一方の刹那は冷たい目で彼を見、小声で言った。
「教えろ。何故俺がアロウズを探っていることを知っている。」
その問いにリボンズはフフッと軽く笑い、顔を耳元に近付けながら答えた。
「知ってるからだよ。君がCBに入っていることを。お嬢さん。いや、刹那・F・セイエイ。」
「!きさまっ・・・」
刹那の名前とCBの一員である事を知っているリボンズに、刹那は驚きを隠せない。
その瞬間、
『ズルッ』
「くっ・・・」
その言葉に夢中になり、リズムのテンポがずれ、足が動かなくなる。
「危ないよ。」
リボンズはリズムがずれた刹那を上手く合わせて、元に戻すと再びリードする。
「次は左に動いて、そして次はゆっくりと回る。
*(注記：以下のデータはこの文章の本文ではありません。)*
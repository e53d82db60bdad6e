//! 図書館ディレクトリサービスのクライアント
//!
//! JSON-RPC風エンドポイントに対して国・州・図書館名から
//! 貸出サービスのベースURLを解決する。貸出セッションとは独立で、
//! 匿名認証トークンの交換だけで利用できる。

use std::time::Duration;

use reqwest::Client;
use serde::Deserialize;
use serde_json::Value;
use thiserror::Error;
use url::Url;

/// ディレクトリRPCの既定デッドライン
pub const DIRECTORY_TIMEOUT: Duration = Duration::from_secs(10);

const DEFAULT_ENDPOINT: &str = "https://service.yourcloudlibrary.com/json/rpc";
const LENDING_HOST: &str = "https://ebook.yourcloudlibrary.com/uisvc";

/// サービスが定義する国コード
///
/// yourcloudlibrary.comのbibCloud.jsに列挙されている閉じた集合。
#[derive(Debug, Clone, Copy, PartialEq, Eq, Hash)]
pub enum Country {
    Austria,
    Australia,
    Belgium,
    Brazil,
    Canada,
    NewZealand,
    Germany,
    Israel,
    Japan,
    Romania,
    Spain,
    SouthAfrica,
    SaudiArabia,
    Singapore,
    Switzerland,
    UAE,
    UnitedKingdom,
    UnitedStates,
}

impl Country {
    /// RPCパラメータに載せるワイヤコード
    pub fn wire_code(&self) -> &'static str {
        match self {
            Self::Austria => "3m.at",
            Self::Australia => "3m.au",
            Self::Belgium => "3m.be",
            Self::Brazil => "3m.br",
            Self::Canada => "3m.ca",
            Self::NewZealand => "3m.nz",
            Self::Germany => "3m.de",
            Self::Israel => "3m.il",
            Self::Japan => "3m.jp",
            Self::Romania => "3m.ro",
            Self::Spain => "3m.es",
            Self::SouthAfrica => "3m.za",
            Self::SaudiArabia => "3m.sa",
            Self::Singapore => "3m.sg",
            Self::Switzerland => "3m.ch",
            Self::UAE => "3m.ae",
            Self::UnitedKingdom => "3m.gb",
            Self::UnitedStates => "3m.us",
        }
    }
}

/// ディレクトリ検索のエラー
#[derive(Debug, Error)]
pub enum DirectoryError {
    /// ネットワーク/タイムアウト障害
    #[error("network error: {0}")]
    Transport(String),

    /// RPCレスポンスが期待した形でない
    #[error("malformed RPC response: {0}")]
    Protocol(String),

    /// RPCエンベロープのerror.msg
    #[error("directory service error: {0}")]
    Rpc(String),

    /// 州に一致する図書館名が存在しない
    #[error("library not found: {0}")]
    NotFound(String),
}

impl From<reqwest::Error> for DirectoryError {
    fn from(err: reqwest::Error) -> Self {
        Self::Transport(err.to_string())
    }
}

/// 州内の図書館支部
#[derive(Debug, Clone, PartialEq, Eq)]
pub struct LibraryBranch {
    pub name: String,
    pub library_id: String,
}

#[derive(Debug, Deserialize)]
struct RpcEnvelope {
    result: Option<Value>,
    error: Option<RpcError>,
}

#[derive(Debug, Deserialize)]
struct RpcError {
    msg: Option<String>,
}

#[derive(Debug, Deserialize)]
struct TokenResult {
    token: String,
}

#[derive(Debug, Deserialize)]
struct BranchResult {
    name: String,
    #[serde(rename = "libraryID")]
    library_id: String,
}

#[derive(Debug, Deserialize)]
struct LibraryResult {
    #[serde(rename = "urlName")]
    url_name: String,
}

/// ディレクトリクライアント
pub struct DirectoryClient {
    endpoint: Url,
    client: Client,
}

impl DirectoryClient {
    /// 既定の公開エンドポイントに向けたクライアントを作る
    pub fn new() -> Result<Self, DirectoryError> {
        let endpoint = Url::parse(DEFAULT_ENDPOINT)
            .map_err(|e| DirectoryError::Protocol(e.to_string()))?;
        Self::with_endpoint(endpoint)
    }

    /// テストや代替環境向けにエンドポイントを差し替える
    pub fn with_endpoint(endpoint: Url) -> Result<Self, DirectoryError> {
        let client = Client::builder().timeout(DIRECTORY_TIMEOUT).build()?;
        Ok(Self { endpoint, client })
    }

    /// RPC呼び出し。リクエストはJSON本文をURLクエリに載せたGET
    async fn send_rpc(&self, method: &str, params: &[&str]) -> Result<Value, DirectoryError> {
        let body = serde_json::json!({ "method": method, "params": params });

        let response = self
            .client
            .get(self.endpoint.clone())
            .query(&[("json", body.to_string())])
            .send()
            .await?;

        let envelope: RpcEnvelope = response
            .json()
            .await
            .map_err(|e| DirectoryError::Protocol(e.to_string()))?;

        if let Some(error) = envelope.error {
            return Err(DirectoryError::Rpc(
                error.msg.unwrap_or_else(|| "unknown error".to_string()),
            ));
        }

        envelope
            .result
            .ok_or_else(|| DirectoryError::Protocol("missing result".to_string()))
    }

    /// 匿名認証トークンを取得する
    async fn anonymous_token(&self, country: Country) -> Result<String, DirectoryError> {
        let result = self
            .send_rpc("WSAuth.authenticateAnonymousUser", &[country.wire_code()])
            .await?;

        let token: TokenResult = serde_json::from_value(result)
            .map_err(|e| DirectoryError::Protocol(e.to_string()))?;
        Ok(token.token)
    }

    /// 州内の図書館支部を列挙する
    ///
    /// `state`は州の略称（例: "PA", "NY"）。
    pub async fn libraries(
        &self,
        country: Country,
        state: &str,
    ) -> Result<Vec<LibraryBranch>, DirectoryError> {
        let token = self.anonymous_token(country).await?;
        let result = self
            .send_rpc("WSLibraryMgmt.getLibraryBranchesByState", &[&token, state])
            .await?;

        let branches: Vec<BranchResult> = serde_json::from_value(result)
            .map_err(|e| DirectoryError::Protocol(e.to_string()))?;

        Ok(branches
            .into_iter()
            .map(|b| LibraryBranch {
                name: b.name,
                library_id: b.library_id,
            })
            .collect())
    }

    /// 国・州・図書館名から貸出サービスのベースURLを解決する
    ///
    /// # エラー
    /// - `NotFound`: 州に一致する図書館名が存在しない
    pub async fn resolve_base_url(
        &self,
        country: Country,
        state: &str,
        name: &str,
    ) -> Result<Url, DirectoryError> {
        let branches = self.libraries(country, state).await?;
        let branch = branches
            .into_iter()
            .find(|b| b.name == name)
            .ok_or_else(|| DirectoryError::NotFound(format!("{name} ({state})")))?;

        let token = self.anonymous_token(country).await?;
        let result = self
            .send_rpc("WSLibraryMgmt.getLibraryByID", &[&token, &branch.library_id])
            .await?;

        let library: LibraryResult = serde_json::from_value(result)
            .map_err(|e| DirectoryError::Protocol(e.to_string()))?;

        let url = format!("{LENDING_HOST}/{}", library.url_name);
        Url::parse(&url).map_err(|e| DirectoryError::Protocol(e.to_string()))
    }
}
pub mod patron;
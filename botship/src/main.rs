//! botship - Entry Point
//!
//! Deploys a chat bot to a remote host over SSH and manages its secrets,
//! backups and deployment history.

use std::env;
use std::process::ExitCode;

use colored::Colorize;

use botship::app::options::{AppOptions, USAGE};
use botship::app::run::run;

#[tokio::main(flavor = "current_thread")]
async fn main() -> ExitCode {
    let options = match AppOptions::from_args(env::args().skip(1)) {
        Ok(options) => options,
        Err(e) => {
            eprintln!("{} {}", "error:".red().bold(), e);
            eprint!("{}", USAGE);
            return ExitCode::from(2);
        }
    };

    match run(options).await {
        Ok(()) => ExitCode::SUCCESS,
        Err(e) => {
            eprintln!("{} {:#}", "error:".red().bold(), e);
            ExitCode::FAILURE
        }
    }
}
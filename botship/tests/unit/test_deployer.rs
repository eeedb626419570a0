//! Deployment flow unit tests

use secrecy::SecretString;

use botship::errors::DeployError;
use botship::remote::CommandOutput;
use botship::storage::settings::DeploymentMethod;
use botship::version::status::VersionStatus;
use botship::version::tag::BuildTag;

use crate::common::{
    deployer, deployer_with, docker_status_pattern, local_dir, running_container, settings,
    FakeRemote, ScriptedPrompt, BOT, ROOT,
};

fn env_file() -> String {
    format!("{}/.env", ROOT)
}

#[tokio::test]
async fn test_clean_deploy() {
    let remote = FakeRemote::new();
    let deployer = deployer(&remote);
    deployer
        .secrets()
        .set_secret("BOT_TOKEN", &SecretString::from("t0k3n".to_string()))
        .await
        .unwrap();

    let dir = local_dir();
    std::fs::write(dir.path().join(".env"), "FOO=bar\nBOT_TOKEN=placeholder\n").unwrap();
    let prompt = ScriptedPrompt::answering(false);

    let outcome = deployer
        .deploy(dir.path(), false, &prompt)
        .await
        .unwrap()
        .unwrap();
    assert_eq!(prompt.asked(), 0);
    assert_eq!(outcome.build_tag.name, BOT);
    assert_eq!(outcome.build_tag.source_revision, "unknown");
    assert!(outcome.backup.is_none());

    // Files first, then the env, then the build and compose startup
    let transfer = remote.position("transfer_files").unwrap();
    let env = remote.position(&format!("write_file {}", env_file())).unwrap();
    let build = remote.position("docker build -t").unwrap();
    let compose = remote.position("docker compose up -d").unwrap();
    assert!(transfer < env && env < build && build < compose);
    assert!(remote.ran(&format!("-t {}:latest", BOT)));

    let content = remote.file(&env_file()).unwrap();
    assert!(content.contains("FOO=\"bar\""));
    assert!(content.contains("BOT_TOKEN=\"t0k3n\""));
    assert!(!content.contains("placeholder"));
    assert_eq!(remote.mode(&env_file()), Some(0o600));

    let history = deployer.versions().load_history().await;
    assert_eq!(history.len(), 1);
    assert_eq!(history[0].build_tag, outcome.build_tag.to_string());
    assert_eq!(history[0].status, VersionStatus::Active);
}

#[tokio::test]
async fn test_deploy_without_env_skips_env_file() {
    let remote = FakeRemote::new();
    let deployer = deployer(&remote);
    let dir = local_dir();

    assert!(deployer
        .deploy(dir.path(), false, &ScriptedPrompt::answering(true))
        .await
        .unwrap()
        .is_some());
    assert!(remote.file(&env_file()).is_none());
}

#[tokio::test]
async fn test_deploy_missing_dir_fails() {
    let remote = FakeRemote::new();
    let deployer = deployer(&remote);
    let dir = local_dir();

    let err = deployer
        .deploy(&dir.path().join("absent"), false, &ScriptedPrompt::answering(true))
        .await
        .unwrap_err();
    assert!(matches!(err, DeployError::NotFound(_)));
    assert!(remote.commands().is_empty());
}

#[tokio::test]
async fn test_failed_build_is_recorded() {
    let remote = FakeRemote::new();
    remote.respond("docker build", CommandOutput::failed(1, "Dockerfile not found"));
    let deployer = deployer(&remote);
    let dir = local_dir();

    let err = deployer
        .deploy(dir.path(), false, &ScriptedPrompt::answering(true))
        .await
        .unwrap_err();
    assert!(matches!(err, DeployError::Command(_)));
    assert!(!remote.ran("docker compose up"));

    let history = deployer.versions().load_history().await;
    assert_eq!(history.len(), 1);
    assert_eq!(history[0].status, VersionStatus::Failed);
    assert!(deployer.versions().active_version().await.is_none());
}

#[tokio::test]
async fn test_declined_replacement_aborts() {
    let remote = FakeRemote::new();
    remote.respond(&docker_status_pattern(), running_container());
    let deployer = deployer(&remote);
    let dir = local_dir();
    let prompt = ScriptedPrompt::answering(false);

    let outcome = deployer.deploy(dir.path(), false, &prompt).await.unwrap();
    assert!(outcome.is_none());
    assert_eq!(prompt.asked(), 1);
    assert!(!remote.ran("docker rm -f"));
    assert!(!remote.ran("transfer_files"));
    assert!(deployer.versions().load_history().await.is_empty());
}

#[tokio::test]
async fn test_forced_deploy_replaces_running_instance() {
    let remote = FakeRemote::new();
    remote.respond(&docker_status_pattern(), running_container());
    remote.respond("for p in", CommandOutput::ok("data\n"));
    let deployer = deployer(&remote);
    let dir = local_dir();
    let prompt = ScriptedPrompt::answering(false);

    let outcome = deployer
        .deploy(dir.path(), true, &prompt)
        .await
        .unwrap()
        .unwrap();
    assert_eq!(prompt.asked(), 0);
    assert!(outcome.backup.is_some());
    assert!(remote.position("docker rm -f mybot") < remote.position("transfer_files"));
}

async fn seed_history(deployer: &botship::deploy::executor::Deployer) {
    let versions = deployer.versions();
    versions
        .add_deployment(&BuildTag::new(BOT, 1, "a"), VersionStatus::Active)
        .await
        .unwrap();
    versions
        .add_deployment(&BuildTag::new(BOT, 2, "b"), VersionStatus::Active)
        .await
        .unwrap();
}

#[tokio::test]
async fn test_rollback_to_previous() {
    let remote = FakeRemote::new();
    let deployer = deployer(&remote);
    seed_history(&deployer).await;
    remote.clear_log();

    let restored = deployer
        .rollback(None, &ScriptedPrompt::answering(true))
        .await
        .unwrap()
        .unwrap();
    assert_eq!(restored.build_tag, "mybot:v1-a");
    assert_eq!(restored.status, VersionStatus::Active);
    assert!(remote.ran("docker tag mybot:v1-a mybot:latest"));
    assert!(remote.ran("docker compose up -d"));

    let history = deployer.versions().load_history().await;
    assert_eq!(history[0].build_tag, "mybot:v2-b");
    assert_eq!(history[0].status, VersionStatus::RolledBack);
    assert_eq!(history[1].status, VersionStatus::Active);
}

#[tokio::test]
async fn test_rollback_to_explicit_tag() {
    let remote = FakeRemote::new();
    let deployer = deployer(&remote);
    seed_history(&deployer).await;

    let err = deployer
        .rollback(Some("mybot:v9-z"), &ScriptedPrompt::answering(true))
        .await
        .unwrap_err();
    assert!(matches!(err, DeployError::NotFound(_)));

    // The active version cannot be restored onto itself
    let err = deployer
        .rollback(Some("mybot:v2-b"), &ScriptedPrompt::answering(true))
        .await
        .unwrap_err();
    assert!(matches!(err, DeployError::Validation(_)));
    assert!(!remote.ran("docker tag"));
}

#[tokio::test]
async fn test_rollback_declined() {
    let remote = FakeRemote::new();
    let deployer = deployer(&remote);
    seed_history(&deployer).await;

    let result = deployer
        .rollback(None, &ScriptedPrompt::answering(false))
        .await
        .unwrap();
    assert!(result.is_none());
    assert!(!remote.ran("docker tag"));
    assert_eq!(
        deployer.versions().active_version().await.unwrap().build_tag,
        "mybot:v2-b"
    );
}

#[tokio::test]
async fn test_rollback_without_history() {
    let remote = FakeRemote::new();
    let deployer = deployer(&remote);
    let err = deployer
        .rollback(None, &ScriptedPrompt::answering(true))
        .await
        .unwrap_err();
    assert!(matches!(err, DeployError::NotFound(_)));
}

#[tokio::test]
async fn test_systemd_rollback_is_rejected() {
    let remote = FakeRemote::new();
    let deployer = deployer_with(&remote, settings(DeploymentMethod::Systemd));
    let prompt = ScriptedPrompt::answering(true);

    let err = deployer.rollback(None, &prompt).await.unwrap_err();
    assert!(matches!(err, DeployError::Validation(_)));
    assert_eq!(prompt.asked(), 0);
}

#[tokio::test]
async fn test_teardown_removes_files_but_keeps_backups() {
    let remote = FakeRemote::new();
    remote.respond(&docker_status_pattern(), running_container());
    let deployer = deployer(&remote);

    assert!(deployer
        .teardown(true, &ScriptedPrompt::answering(true))
        .await
        .unwrap());
    let remove = remote.position("docker rm -f mybot").unwrap();
    let wipe = remote
        .position("cd /root/mybot && find . -mindepth 1 -maxdepth 1 ! -name backups")
        .unwrap();
    assert!(remove < wipe);
}

#[tokio::test]
async fn test_teardown_declined() {
    let remote = FakeRemote::new();
    remote.respond(&docker_status_pattern(), running_container());
    let deployer = deployer(&remote);

    assert!(!deployer
        .teardown(true, &ScriptedPrompt::answering(false))
        .await
        .unwrap());
    assert!(remote.commands().is_empty());
}

#[tokio::test]
async fn test_teardown_keeps_files_by_default() {
    let remote = FakeRemote::new();
    let deployer = deployer(&remote);

    assert!(deployer
        .teardown(false, &ScriptedPrompt::answering(true))
        .await
        .unwrap());
    assert!(!remote.ran("docker rm -f"));
    assert!(!remote.ran("find ."));
}

#[tokio::test]
async fn test_status() {
    let remote = FakeRemote::new();
    remote.respond(&docker_status_pattern(), running_container());
    let deployer = deployer(&remote);
    seed_history(&deployer).await;

    let status = deployer.status().await.unwrap();
    assert_eq!(status.bot_name, BOT);
    assert_eq!(status.method, DeploymentMethod::Docker);
    assert_eq!(status.remote_dir, ROOT);
    assert!(status.process.running);
    assert_eq!(status.process.uptime.as_deref(), Some("2 hours"));
    assert_eq!(status.active.unwrap().build_tag, "mybot:v2-b");
}

#[tokio::test]
async fn test_rollback_after_failed_deploy() {
    let remote = FakeRemote::new();
    let deployer = deployer(&remote);
    let versions = deployer.versions();
    versions
        .add_deployment(&BuildTag::new(BOT, 1, "a"), VersionStatus::Active)
        .await
        .unwrap();
    versions
        .add_deployment(&BuildTag::new(BOT, 2, "b"), VersionStatus::Failed)
        .await
        .unwrap();
    assert!(versions.active_version().await.is_none());
    assert_eq!(
        versions.get_previous_version().await.unwrap().build_tag,
        "mybot:v1-a"
    );

    let restored = deployer
        .rollback(None, &ScriptedPrompt::answering(true))
        .await
        .unwrap()
        .unwrap();
    assert_eq!(restored.build_tag, "mybot:v1-a");
    assert!(remote.ran("docker tag mybot:v1-a mybot:latest"));

    let history = versions.load_history().await;
    assert_eq!(history[0].status, VersionStatus::Failed);
    assert_eq!(history[1].status, VersionStatus::Active);
}

#[tokio::test]
async fn test_removed_secret_leaves_runtime_env() {
    let remote = FakeRemote::new();
    let deployer = deployer(&remote);
    let dir = local_dir();
    let prompt = ScriptedPrompt::answering(true);

    deployer
        .secrets()
        .set_secret("BOT_TOKEN", &SecretString::from("t0k3n".to_string()))
        .await
        .unwrap();
    deployer.deploy(dir.path(), true, &prompt).await.unwrap().unwrap();
    assert!(remote.file(&env_file()).unwrap().contains("t0k3n"));

    assert!(deployer.secrets().remove_secret("BOT_TOKEN").await.unwrap());
    deployer.deploy(dir.path(), true, &prompt).await.unwrap().unwrap();
    assert!(remote.ran(&format!("rm -f {}", env_file())));
    assert!(remote.file(&env_file()).is_none());
}

#[tokio::test]
async fn test_failed_backup_does_not_abort_forced_deploy() {
    let remote = FakeRemote::new();
    remote.respond(&docker_status_pattern(), running_container());
    remote.respond("for p in", CommandOutput::ok("data\n"));
    remote.respond("tar -czf", CommandOutput::failed(2, "No space left on device"));
    let deployer = deployer(&remote);
    let dir = local_dir();

    let outcome = deployer
        .deploy(dir.path(), true, &ScriptedPrompt::answering(false))
        .await
        .unwrap()
        .unwrap();
    assert!(outcome.backup.is_none());
    assert!(remote.position("tar -czf") < remote.position("docker build -t"));
    assert!(remote.ran("docker compose up -d"));

    let history = deployer.versions().load_history().await;
    assert_eq!(history[0].status, VersionStatus::Active);
}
」
リボンズの右手が刹那の腰に回され、それと同時に半回転をする。
「そう上手い上手い。」
「っう。」
「話しはこのダンスを踊ってから別の場所で。いいね。」
その言葉に刹那は『あぁ』と一言。
やがてダンスを踊り終えた2人は盛大な拍手を受けながら、会場から離れたVIPルームに行った。
「入って。」
リボンズに促され刹那は部屋に入る。
その後ろで鍵を掛けた事に気付かぬまま・・・
「お前は一体何者なんだ?」
2人きりの部屋の中ですぐに刹那はリボンズに尋ねた。
「早速の質問だね。いいよ答えてあげる。僕はリボンズ・アルマーク。イノベイターだよ。」
「イノ・・・ベイター?」
聞き慣れない言葉に首をかしげる刹那。
「そう、イノベイター。イオリア・シュヘンベルグの計画を実現する者。」
「なっ!CBが計画実現のモノじゃないのか!」
その言葉に驚きを隠せない刹那。
リボンズは微笑んだまま頷くと更に続けた。